Take the listing below and print exactly the lines starting at the line containing "fn default_wal_mode() ->" and ending at the line containing "expires and the", both ends included, and no others.

.....

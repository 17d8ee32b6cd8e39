// SPDX-FileCopyrightText: 2026 Valet Contributors
// SPDX-License-Identifier: MIT OR Apache-2.0

//! Configuration model structs for the Valet agent gateway.
//!
//! All structs use `#[serde(deny_unknown_fields)]` to reject unrecognized
//! config keys at startup, providing actionable error messages.

use serde::{Deserialize, Serialize};

/// Top-level Valet configuration.
///
/// Loaded from TOML files following XDG hierarchy, with environment variable
/// overrides. All sections are optional and default to sensible values.
#[derive(Debug, Clone, Default, Deserialize, Serialize)]
#[serde(deny_unknown_fields)]
pub struct ValetConfig {
    /// Agent identity and logging settings.
    #[serde(default)]
    pub agent: AgentConfig,

    /// Backend selection.
    #[serde(default)]
    pub provider: ProviderConfig,

    /// Anthropic API settings.
    #[serde(default)]
    pub anthropic: AnthropicConfig,

    /// OpenAI-compatible API settings.
    #[serde(default)]
    pub openai: OpenAiConfig,

    /// Storage backend settings.
    #[serde(default)]
    pub storage: StorageConfig,

    /// Session lifecycle settings.
    #[serde(default)]
    pub session: SessionConfig,

    /// Long-term memory settings.
    #[serde(default)]
    pub memory: MemoryConfig,
}

/// Agent identity and logging configuration.
#[derive(Debug, Clone, Deserialize, Serialize)]
#[serde(deny_unknown_fields)]
pub struct AgentConfig {
    /// Display name of the agent.
    #[serde(default = "default_agent_name")]
    pub name: String,

    /// Logging level (trace, debug, info, warn, error).
    #[serde(default = "default_log_level")]
    pub log_level: String,
}

impl Default for AgentConfig {
    fn default() -> Self {
        Self {
            name: default_agent_name(),
            log_level: default_log_level(),
        }
    }
}

fn default_agent_name() -> String {
    "valet".to_string()
}

fn default_log_level() -> String {
    "info".to_string()
}

/// Backend selection. The backend set is closed; the binary resolves the
/// name to a concrete provider exactly once at startup.
#[derive(Debug, Clone, Deserialize, Serialize)]
#[serde(deny_unknown_fields)]
pub struct ProviderConfig {
    /// Which backend family answers queries: "anthropic" or "openai".
    #[serde(default = "default_backend")]
    pub backend: String,
}

impl Default for ProviderConfig {
    fn default() -> Self {
        Self {
            backend: default_backend(),
        }
    }
}

fn default_backend() -> String {
    "anthropic".to_string()
}

/// Anthropic API configuration.
#[derive(Debug, Clone, Deserialize, Serialize)]
#[serde(deny_unknown_fields)]
pub struct AnthropicConfig {
    /// Anthropic API key. `None` requires the environment variable.
    #[serde(default)]
    pub api_key: Option<String>,

    /// Default model to use for queries.
    #[serde(default = "default_anthropic_model")]
    pub default_model: String,

    /// Maximum tokens to generate per response.
    #[serde(default = "default_max_tokens")]
    pub max_tokens: u32,

    /// Anthropic API version string.
    #[serde(default = "default_api_version")]
    pub api_version: String,
}

impl Default for AnthropicConfig {
    fn default() -> Self {
        Self {
            api_key: None,
            default_model: default_anthropic_model(),
            max_tokens: default_max_tokens(),
            api_version: default_api_version(),
        }
    }
}

fn default_anthropic_model() -> String {
    "claude-sonnet-4-20250514".to_string()
}

fn default_max_tokens() -> u32 {
    4096
}

fn default_api_version() -> String {
    "2023-06-01".to_string()
}

/// OpenAI-compatible API configuration.
#[derive(Debug, Clone, Deserialize, Serialize)]
#[serde(deny_unknown_fields)]
pub struct OpenAiConfig {
    /// API key. `None` requires the environment variable.
    #[serde(default)]
    pub api_key: Option<String>,

    /// Base URL, overridable for OpenAI-compatible servers.
    #[serde(default = "default_openai_base_url")]
    pub base_url: String,

    /// Default model to use for queries.
    #[serde(default = "default_openai_model")]
    pub default_model: String,

    /// Maximum tokens to generate per response.
    #[serde(default = "default_max_tokens")]
    pub max_tokens: u32,

    /// Hours of inactivity before an in-process conversation history is
    /// reaped by the hourly sweep.
    #[serde(default = "default_history_idle_hours")]
    pub history_idle_hours: u64,
}

impl Default for OpenAiConfig {
    fn default() -> Self {
        Self {
            api_key: None,
            base_url: default_openai_base_url(),
            default_model: default_openai_model(),
            max_tokens: default_max_tokens(),
            history_idle_hours: default_history_idle_hours(),
        }
    }
}

fn default_openai_base_url() -> String {
    "https://api.openai.com/v1".to_string()
}

fn default_openai_model() -> String {
    "gpt-4o-mini".to_string()
}

fn default_history_idle_hours() -> u64 {
    2
}

/// Storage backend configuration.
#[derive(Debug, Clone, Deserialize, Serialize)]
#[serde(deny_unknown_fields)]
pub struct StorageConfig {
    /// Path to the SQLite database file.
    #[serde(default = "default_database_path")]
    pub database_path: String,

    /// Enable WAL (Write-Ahead Logging) mode for SQLite.
    #[serde(default = "default_wal_mode")]
    pub wal_mode: bool,
}

impl Default for StorageConfig {
    fn default() -> Self {
        Self {
            database_path: default_database_path(),
            wal_mode: default_wal_mode(),
        }
    }
}

fn default_database_path() -> String {
    dirs::data_dir()
        .map(|p| p.join("valet").join("valet.db"))
        .and_then(|p| p.to_str().map(String::from))
        .unwrap_or_else(|| "valet.db".to_string())
}

fn default_wal_mode() -> bool {
    true
}

/// Session lifecycle configuration.
#[derive(Debug, Clone, Deserialize, Serialize)]
#[serde(deny_unknown_fields)]
pub struct SessionConfig {
    /// Hours of inactivity after which the active session expires and the
    /// next message starts a fresh conversation.
    #[serde(default = "default_session_timeout_hours")]
    pub timeout_hours: i64,
}

impl Default for SessionConfig {
    fn default() -> Self {
        Self {
            timeout_hours: default_session_timeout_hours(),
        }
    }
}

fn default_session_timeout_hours() -> i64 {
    6
}

/// Long-term memory configuration.
#[derive(Debug, Clone, Deserialize, Serialize)]
#[serde(deny_unknown_fields)]
pub struct MemoryConfig {
    /// Master switch for fact extraction and context injection.
    #[serde(default = "default_memory_enabled")]
    pub enabled: bool,

    /// How many top-scored facts are injected into an outgoing prompt.
    #[serde(default = "default_injection_limit")]
    pub injection_limit: usize,

    /// Minimum fact count before a user's facts are considered for
    /// consolidation.
    #[serde(default = "default_consolidation_min_facts")]
    pub consolidation_min_facts: i64,
}

impl Default for MemoryConfig {
    fn default() -> Self {
        Self {
            enabled: default_memory_enabled(),
            injection_limit: default_injection_limit(),
            consolidation_min_facts: default_consolidation_min_facts(),
        }
    }
}

fn default_memory_enabled() -> bool {
    true
}

fn default_injection_limit() -> usize {
    30
}

fn default_consolidation_min_facts() -> i64 {
    10
}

.....

## RESULT
fn default_wal_mode() -> bool {
    true
}

/// Session lifecycle configuration.
#[derive(Debug, Clone, Deserialize, Serialize)]
#[serde(deny_unknown_fields)]
pub struct SessionConfig {
    /// Hours of inactivity after which the active session expires and the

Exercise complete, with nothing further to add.